Inside the Japanese house
No shoes allowed
The train I tried to buy a ticket for

I couldn’t get the ticket machine for the tunnel entry to work with my card, and the queue was building up behind me. Instead of getting annoyed at the tourist, a family behind me stepped in and bought my ticket for me, refusing to take any cash. It turned out not to be a ticket for the little train, but a ticket for an experience where you don a hard hat and walk into the tunnels. I couldn’t really complain seeing as I got the ticket for free.

Inside the tunnel that’s open for tourists
End of the tunnel
Gold Mine
The only other beings I saw in the village
Gold exhibits

After exploring the mine I wandered down to the village as it approached sunset. This gave it a slight eerie feel as it was totally deserted, just empty narrow streets between some fairly dilapidated buildings.
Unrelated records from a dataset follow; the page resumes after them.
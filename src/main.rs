//! backuptool CLI - snapshot, restore, prune and verify directory backups

use std::fs::OpenOptions;
use std::path::{Path, PathBuf};
use std::process::ExitCode;
use std::sync::Mutex;

use chrono::{DateTime, Local, Utc};
use clap::{Parser, Subcommand};
use tracing_subscriber::{layer::SubscriberExt, util::SubscriberInitExt};

use backuptool::ops::{check, list, ls, prune, restore, snapshot_with_options, SnapshotOptions};
use backuptool::{SnapshotId, Store};

#[derive(Parser)]
#[command(name = "backuptool")]
#[command(about = "content-addressed directory snapshots")]
#[command(version)]
struct Cli {
    /// backup store location
    #[arg(long, default_value = "backups.db", env = "BACKUPTOOL_DB")]
    db_path: PathBuf,

    /// write logs to this file instead of stderr
    #[arg(long)]
    log_file: Option<PathBuf>,

    #[command(subcommand)]
    command: Commands,
}

#[derive(Subcommand)]
enum Commands {
    /// capture a directory as a new snapshot
    Snapshot {
        /// directory to capture
        #[arg(long)]
        target_directory: PathBuf,

        /// skip files larger than this many bytes
        #[arg(long)]
        max_file_size: Option<u64>,
    },

    /// list snapshots with their sizes
    List,

    /// restore a snapshot into a directory
    Restore {
        /// snapshot to restore
        #[arg(long)]
        snapshot_number: SnapshotId,

        /// destination directory, created if absent
        #[arg(long)]
        output_directory: PathBuf,
    },

    /// remove a snapshot and reclaim unshared content
    Prune {
        /// snapshot to remove
        #[arg(long)]
        snapshot: SnapshotId,
    },

    /// verify stored content against its fingerprints
    Check,

    /// list the files of a snapshot
    Ls {
        /// snapshot to list
        #[arg(long)]
        snapshot: SnapshotId,
    },

    /// show or change the store configuration
    Config {
        /// skip files larger than this many bytes in future snapshots
        #[arg(long, conflicts_with = "no_max_file_size")]
        max_file_size: Option<u64>,

        /// remove the file size limit
        #[arg(long)]
        no_max_file_size: bool,

        /// add a glob pattern of relative paths to leave out (repeatable)
        #[arg(long)]
        exclude: Vec<String>,

        /// drop all exclude patterns before adding new ones
        #[arg(long)]
        clear_excludes: bool,
    },
}

fn main() -> ExitCode {
    let cli = Cli::parse();

    if let Err(e) = init_logging(cli.log_file.as_deref()) {
        eprintln!("error: {}", e);
        return ExitCode::FAILURE;
    }

    match run(cli) {
        Ok(code) => code,
        Err(e) => {
            eprintln!("error: {}", e);
            ExitCode::FAILURE
        }
    }
}

fn init_logging(log_file: Option<&Path>) -> backuptool::Result<()> {
    let filter = tracing_subscriber::EnvFilter::try_from_default_env()
        .unwrap_or_else(|_| tracing_subscriber::EnvFilter::new("warn"));
    let registry = tracing_subscriber::registry().with(filter);

    match log_file {
        Some(path) => {
            let file = OpenOptions::new()
                .create(true)
                .append(true)
                .open(path)
                .map_err(|source| backuptool::Error::Io {
                    path: path.to_path_buf(),
                    source,
                })?;
            registry
                .with(
                    tracing_subscriber::fmt::layer()
                        .with_ansi(false)
                        .with_writer(Mutex::new(file)),
                )
                .init();
        }
        None => {
            registry
                .with(tracing_subscriber::fmt::layer().with_writer(std::io::stderr))
                .init();
        }
    }
    Ok(())
}

fn run(cli: Cli) -> backuptool::Result<ExitCode> {
    match cli.command {
        Commands::Snapshot {
            target_directory,
            max_file_size,
        } => {
            let mut store = Store::open_or_init(&cli.db_path)?;
            let opts = SnapshotOptions { max_file_size };
            let (id, stats) = snapshot_with_options(&mut store, &target_directory, &opts)?;

            println!("Snapshot {} created successfully", id);
            if stats.files_skipped > 0 {
                println!("skipped {} files", stats.files_skipped);
            }
        }

        Commands::List => {
            let store = Store::open_or_init(&cli.db_path)?;
            let listing = list(&store)?;

            if listing.snapshots.is_empty() {
                println!("No snapshots found");
                return Ok(ExitCode::SUCCESS);
            }

            println!(
                "{:<10} {:<20} {:>12} {:>14}",
                "SNAPSHOT", "TIMESTAMP", "SIZE", "DISTINCT_SIZE"
            );
            for summary in &listing.snapshots {
                println!(
                    "{:<10} {:<20} {:>12} {:>14}",
                    summary.snapshot.id,
                    format_timestamp(&summary.snapshot.timestamp),
                    format_kb(summary.size),
                    format_kb(summary.distinct_size)
                );
            }
            println!("{:<10} {:<20} {:>12}", "total", "", format_kb(listing.total_size));
        }

        Commands::Restore {
            snapshot_number,
            output_directory,
        } => {
            let store = Store::open(&cli.db_path)?;
            restore(&store, snapshot_number, &output_directory)?;
            println!(
                "Snapshot {} restored to {}",
                snapshot_number,
                output_directory.display()
            );
        }

        Commands::Prune { snapshot } => {
            let mut store = Store::open(&cli.db_path)?;
            let stats = prune(&mut store, snapshot)?;
            println!("Snapshot {} pruned successfully", snapshot);
            println!(
                "removed {} files, {} contents, freed {}",
                stats.files_removed,
                stats.contents_removed,
                format_kb(stats.bytes_freed)
            );
        }

        Commands::Check => {
            let store = Store::open_or_init(&cli.db_path)?;
            let report = check(&store)?;

            if report.is_ok() {
                println!("Database integrity check passed");
                println!("contents checked: {}", report.contents_checked);
                return Ok(ExitCode::SUCCESS);
            }

            println!("Database integrity check FAILED");
            for item in &report.corrupt {
                println!("\nCorrupted content detected");
                println!("  stored hash:     {}", item.stored);
                println!("  calculated hash: {}", item.calculated);
                for file in &item.affected {
                    println!(
                        "  snapshot {} ({}): {}",
                        file.snapshot_id,
                        format_timestamp(&file.timestamp),
                        file.path
                    );
                }
            }
            for item in &report.missing {
                println!("\nMissing content detected");
                println!("  hash: {}", item.hash);
                for file in &item.affected {
                    println!(
                        "  snapshot {} ({}): {}",
                        file.snapshot_id,
                        format_timestamp(&file.timestamp),
                        file.path
                    );
                }
            }
            return Ok(ExitCode::FAILURE);
        }

        Commands::Ls { snapshot } => {
            let store = Store::open(&cli.db_path)?;
            for entry in ls(&store, snapshot)? {
                println!("{}", entry);
            }
        }

        Commands::Config {
            max_file_size,
            no_max_file_size,
            exclude,
            clear_excludes,
        } => {
            let mut store = Store::open_or_init(&cli.db_path)?;
            let changed = max_file_size.is_some()
                || no_max_file_size
                || clear_excludes
                || !exclude.is_empty();

            let config = store.config_mut();
            if no_max_file_size {
                config.max_file_size = None;
            }
            if max_file_size.is_some() {
                config.max_file_size = max_file_size;
            }
            if clear_excludes {
                config.exclude.clear();
            }
            config.exclude.extend(exclude);

            if changed {
                store.save_config()?;
            }

            let config = store.config();
            match config.max_file_size {
                Some(limit) => println!("max_file_size: {} bytes", limit),
                None => println!("max_file_size: none"),
            }
            println!("exclude: {}", config.exclude.join(", "));
        }
    }

    Ok(ExitCode::SUCCESS)
}

fn format_timestamp(ts: &DateTime<Utc>) -> String {
    ts.with_timezone(&Local).format("%Y-%m-%d %H:%M:%S").to_string()
}

fn format_kb(bytes: u64) -> String {
    format!("{:.1} KB", bytes as f64 / 1024.0)
}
There are some hiking trails around including Teapot Mountain but I’d arrived too late in the day to cover them too.

Jinguashi streets
Those pesky dangers again
Various crystals on display in the museum
Sun setting over Jinguashi
Museum entrance / bus stop

I didn’t want to miss the last bus back, so not knowing exactly when that would be, I headed back to the bus station and joined a queue of people waiting for presumably the same bus.

The biggest gold block I’m likely to touch!

On the eve of the Chinese New Year a lot of smaller shops and restaurants were indeed shut but the malls remained open as did the coffee shop that accepted the hostel’s breakfast vouchers (easy to find, just follow a steady stream of half asleep looking Americans heading to get their coffee). I managed a quick look at the nearby Lungshan Temple but the crowds were getting a bit much.

Lungshan Temple

And that concludes Taiwan Part 1, to be continued after seeing in the Chinese New Year in Hong Kong!